攻击者对人设细节的打磨值得警惕。他们不仅复刻品牌视觉,还针对目标地区的就业市场特征定制内容。美国收到的"航空公司招聘"对应当地航空业技术人才需求,以色列的"视频会议安装包"则契合该国远程协作工具的高普及率。这种本地化精度意味着攻击者投入了相当的情报收集成本。

Unit 42在报告中向Cyber Security News透露,两个家族均通过鱼叉式钓鱼投递, impersonation对象涵盖可信品牌和招聘平台。受害者打开恶意压缩包并运行文件后,感染链在后台静默启动,屏幕前端无任何异常提示。整个交互流程被设计成与正常求职或会议准备体验无缝衔接。

从防御角度,此次行动暴露出几个薄弱点:一是求职者对招聘邮件的天然信任度,二是企业级云服务域名在威胁情报中的覆盖盲区,三是.NET运行时配置篡改这类"Living off the Land"技术的检测难度。Azure托管的C2基础设施尤其棘手——传统基于IP信誉的拦截策略对动态分配的云域名效果有限。

Screening Serpens的演进轨迹也值得关注。从2022年专注中东,到2025年底进入西欧,再到2026年初同时渗透美以阿三国科技圈,其目标选择明显跟随地缘政治热点移动。攻击时间窗口与2月28日冲突爆发的紧密耦合,暗示该组织可能承担情报支援职能。

技术层面,MiniUpdate的AppDomainManager劫持并非全新手法,但将其与ETW禁用、签名绕过、定时任务持久化、云域名C2串联成完整攻击链,显示出工程化程度的提升。MiniJunk V2的"重度混淆"描述则指向另一趋势:在静态分析工具普及的背景下,攻击者正加大反分析投入。

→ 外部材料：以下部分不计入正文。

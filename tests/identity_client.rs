use anyhow::Result;
use axum::{
    Json, Router,
    extract::{Query, State},
    http::{HeaderMap, StatusCode},
    response::IntoResponse,
    routing::{get, post},
};
use secrecy::SecretString;
use serde_json::{Value, json};
use std::{
    collections::HashMap,
    sync::{Arc, Mutex},
    time::Duration,
};
use tokio::net::TcpListener;
use zentora::identity::{
    Credentials, GoTrueClient, IdentityProvider, ProviderError, ResendOptions, ResendRequest,
    ResendTarget, ResendType,
};

const API_KEY: &str = "anon-key";

#[derive(Debug, Clone)]
struct Captured {
    path: &'static str,
    query: HashMap<String, String>,
    apikey: Option<String>,
    authorization: Option<String>,
    user_agent: Option<String>,
    body: Value,
}

#[derive(Clone, Default)]
struct FakeGoTrue {
    seen: Arc<Mutex<Vec<Captured>>>,
}

impl FakeGoTrue {
    fn capture(
        &self,
        path: &'static str,
        query: HashMap<String, String>,
        headers: &HeaderMap,
        body: Value,
    ) {
        let header = |name: &str| {
            headers
                .get(name)
                .and_then(|v| v.to_str().ok())
                .map(str::to_string)
        };
        if let Ok(mut seen) = self.seen.lock() {
            seen.push(Captured {
                path,
                query,
                apikey: header("apikey"),
                authorization: header("authorization"),
                user_agent: header("user-agent"),
                body,
            });
        }
    }

    fn last(&self) -> Option<Captured> {
        self.seen.lock().ok().and_then(|seen| seen.last().cloned())
    }
}

fn user_body(email: &str) -> Value {
    json!({
        "id": "0b5c7a6e-1f3d-4a57-9d0e-6c1c1e1c8a11",
        "aud": "authenticated",
        "email": email,
        "created_at": "2025-01-01T12:00:00Z"
    })
}

async fn signup(
    State(fake): State<FakeGoTrue>,
    Query(query): Query<HashMap<String, String>>,
    headers: HeaderMap,
    Json(body): Json<Value>,
) -> impl IntoResponse {
    let email = body["email"].as_str().unwrap_or_default().to_string();
    fake.capture("signup", query, &headers, body);

    if email == "taken@example.com" {
        return (
            StatusCode::UNPROCESSABLE_ENTITY,
            Json(json!({"code": 422, "error_code": "user_already_exists", "msg": "User already registered"})),
        );
    }

    (StatusCode::OK, Json(user_body(&email)))
}

async fn token(
    State(fake): State<FakeGoTrue>,
    Query(query): Query<HashMap<String, String>>,
    headers: HeaderMap,
    Json(body): Json<Value>,
) -> impl IntoResponse {
    let email = body["email"].as_str().unwrap_or_default().to_string();
    let password = body["password"].as_str().unwrap_or_default().to_string();
    fake.capture("token", query, &headers, body);

    if password != "correct horse" {
        return (
            StatusCode::BAD_REQUEST,
            Json(json!({"error": "invalid_grant", "error_description": "Invalid login credentials"})),
        );
    }

    (
        StatusCode::OK,
        Json(json!({
            "access_token": "header.payload.signature",
            "token_type": "bearer",
            "expires_in": 3600,
            "refresh_token": "r3fr3sh",
            "user": user_body(&email)
        })),
    )
}

async fn resend(
    State(fake): State<FakeGoTrue>,
    Query(query): Query<HashMap<String, String>>,
    headers: HeaderMap,
    Json(body): Json<Value>,
) -> impl IntoResponse {
    fake.capture("resend", query, &headers, body);
    Json(json!({"message_id": "msg-42"}))
}

async fn broken() -> impl IntoResponse {
    (StatusCode::SERVICE_UNAVAILABLE, "upstream down")
}

async fn spawn(router: Router) -> Result<String> {
    let listener = TcpListener::bind("127.0.0.1:0").await?;
    let addr = listener.local_addr()?;
    tokio::spawn(async move {
        let _ = axum::serve(listener, router).await;
    });
    Ok(format!("http://{addr}"))
}

async fn fake_gotrue() -> Result<(FakeGoTrue, GoTrueClient)> {
    let fake = FakeGoTrue::default();
    let router = Router::new()
        .route("/auth/v1/signup", post(signup))
        .route("/auth/v1/token", post(token))
        .route("/auth/v1/resend", post(resend))
        .route("/auth/v1/health", get(|| async { Json(json!({"name": "GoTrue"})) }))
        .with_state(fake.clone());

    let base_url = spawn(router).await?;
    let client = GoTrueClient::new(
        &base_url,
        &SecretString::from(API_KEY.to_string()),
        Duration::from_secs(5),
    )?;
    Ok((fake, client))
}

fn credentials(email: &str, password: &str) -> Credentials {
    Credentials::new(email.to_string(), SecretString::from(password.to_string()))
}

#[tokio::test]
async fn sign_up_sends_key_and_credentials() -> Result<()> {
    let (fake, client) = fake_gotrue().await?;

    let response = client
        .sign_up(&credentials("alice@example.com", "s3cret!"))
        .await?;
    assert!(response.session.is_none());
    assert_eq!(
        response.user.and_then(|u| u.email).as_deref(),
        Some("alice@example.com")
    );

    let seen = fake.last().ok_or_else(|| anyhow::anyhow!("no request"))?;
    assert_eq!(seen.path, "signup");
    assert_eq!(seen.apikey.as_deref(), Some(API_KEY));
    assert_eq!(seen.authorization.as_deref(), Some("Bearer anon-key"));
    assert!(
        seen.user_agent
            .is_some_and(|ua| ua.starts_with(env!("CARGO_PKG_NAME")))
    );
    assert_eq!(
        seen.body,
        json!({"email": "alice@example.com", "password": "s3cret!"})
    );
    Ok(())
}

#[tokio::test]
async fn sign_up_relays_provider_message() -> Result<()> {
    let (_fake, client) = fake_gotrue().await?;

    let result = client
        .sign_up(&credentials("taken@example.com", "s3cret!"))
        .await;

    match result {
        Err(ProviderError::Api { status, message }) => {
            assert_eq!(status, StatusCode::UNPROCESSABLE_ENTITY);
            assert_eq!(message, "User already registered");
        }
        other => panic!("expected api error, got {other:?}"),
    }
    Ok(())
}

#[tokio::test]
async fn password_grant_returns_session() -> Result<()> {
    let (fake, client) = fake_gotrue().await?;

    let response = client
        .sign_in_with_password(&credentials("alice@example.com", "correct horse"))
        .await?;
    assert!(response.session.is_some());
    assert!(response.user.is_some());

    let seen = fake.last().ok_or_else(|| anyhow::anyhow!("no request"))?;
    assert_eq!(seen.path, "token");
    assert_eq!(
        seen.query.get("grant_type").map(String::as_str),
        Some("password")
    );
    Ok(())
}

#[tokio::test]
async fn password_grant_uses_error_description() -> Result<()> {
    let (_fake, client) = fake_gotrue().await?;

    let result = client
        .sign_in_with_password(&credentials("alice@example.com", "wrong"))
        .await;

    match result {
        Err(ProviderError::Api { status, message }) => {
            assert_eq!(status, StatusCode::BAD_REQUEST);
            assert_eq!(message, "Invalid login credentials");
        }
        other => panic!("expected api error, got {other:?}"),
    }
    Ok(())
}

#[tokio::test]
async fn resend_email_carries_redirect_and_captcha() -> Result<()> {
    let (fake, client) = fake_gotrue().await?;

    let request = ResendRequest {
        kind: ResendType::Signup,
        target: ResendTarget::Email("alice@example.com".to_string()),
        options: ResendOptions {
            email_redirect_to: Some("https://app.zentora.dev/welcome".to_string()),
            captcha_token: Some("hcaptcha-token".to_string()),
        },
    };
    let response = client.resend(&request).await?;
    assert_eq!(response.message_id.as_deref(), Some("msg-42"));

    let seen = fake.last().ok_or_else(|| anyhow::anyhow!("no request"))?;
    assert_eq!(
        seen.query.get("redirect_to").map(String::as_str),
        Some("https://app.zentora.dev/welcome")
    );
    assert_eq!(seen.body["type"], "signup");
    assert_eq!(seen.body["email"], "alice@example.com");
    assert_eq!(
        seen.body["gotrue_meta_security"]["captcha_token"],
        "hcaptcha-token"
    );
    Ok(())
}

#[tokio::test]
async fn resend_sms_targets_phone() -> Result<()> {
    let (fake, client) = fake_gotrue().await?;

    let request = ResendRequest {
        kind: ResendType::Sms,
        target: ResendTarget::Phone("+15555550100".to_string()),
        options: ResendOptions::default(),
    };
    client.resend(&request).await?;

    let seen = fake.last().ok_or_else(|| anyhow::anyhow!("no request"))?;
    assert_eq!(seen.body["type"], "sms");
    assert_eq!(seen.body["phone"], "+15555550100");
    assert!(seen.body.get("email").is_none());
    assert!(!seen.query.contains_key("redirect_to"));
    Ok(())
}

#[tokio::test]
async fn health_probe() -> Result<()> {
    let (_fake, client) = fake_gotrue().await?;
    client.health().await?;

    let base_url = spawn(Router::new().route("/auth/v1/health", get(broken))).await?;
    let client = GoTrueClient::new(
        &base_url,
        &SecretString::from(API_KEY.to_string()),
        Duration::from_secs(5),
    )?;
    let result = client.health().await;
    assert!(matches!(
        result,
        Err(ProviderError::Api { status, .. }) if status == StatusCode::SERVICE_UNAVAILABLE
    ));
    Ok(())
}

#[tokio::test]
async fn unreachable_provider_is_a_request_error() -> Result<()> {
    // bind then drop to get a port nothing listens on
    let listener = TcpListener::bind("127.0.0.1:0").await?;
    let addr = listener.local_addr()?;
    drop(listener);

    let client = GoTrueClient::new(
        &format!("http://{addr}"),
        &SecretString::from(API_KEY.to_string()),
        Duration::from_secs(2),
    )?;
    let result = client
        .sign_up(&credentials("alice@example.com", "s3cret!"))
        .await;
    assert!(matches!(result, Err(ProviderError::Request(_))));
    Ok(())
}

对科技从业者而言,这场 campaign 的警示在于:招聘场景已成为高价值攻击向量。攻击者愿意花费精力研究目标地区的就业市场、复刻品牌资产、伪造交互细节——这意味着传统的"检查发件人域名"或"警惕通用话术"等建议可能不足。当恶意压缩包里的职位描述精确匹配你的技术栈时,技术判断需要让位于流程规范:隔离环境打开、哈希校验、来源二次确认。

对企业安全团队,Azure C2域名的出现提出了新的检测命题。基于云服务商的指挥控制基础设施正在稀释传统网络层威胁情报的效力,行为检测和终端遥测的重要性相应上升。MiniUpdate对ETW的针对性禁用,也解释了为何部分端点安全方案在该样本面前失效。

截至报告发布,Unit 42未披露具体受害组织数量或数据泄露规模。但攻击者持续两个月的样本更新,以及针对三个国家同步展开的精准投放,表明这是一场资源充足、目标明确的持续性行动。科技行业的人事、研发、基础设施岗位人员,在未来数月或许需要提高对"机会"的审视门槛。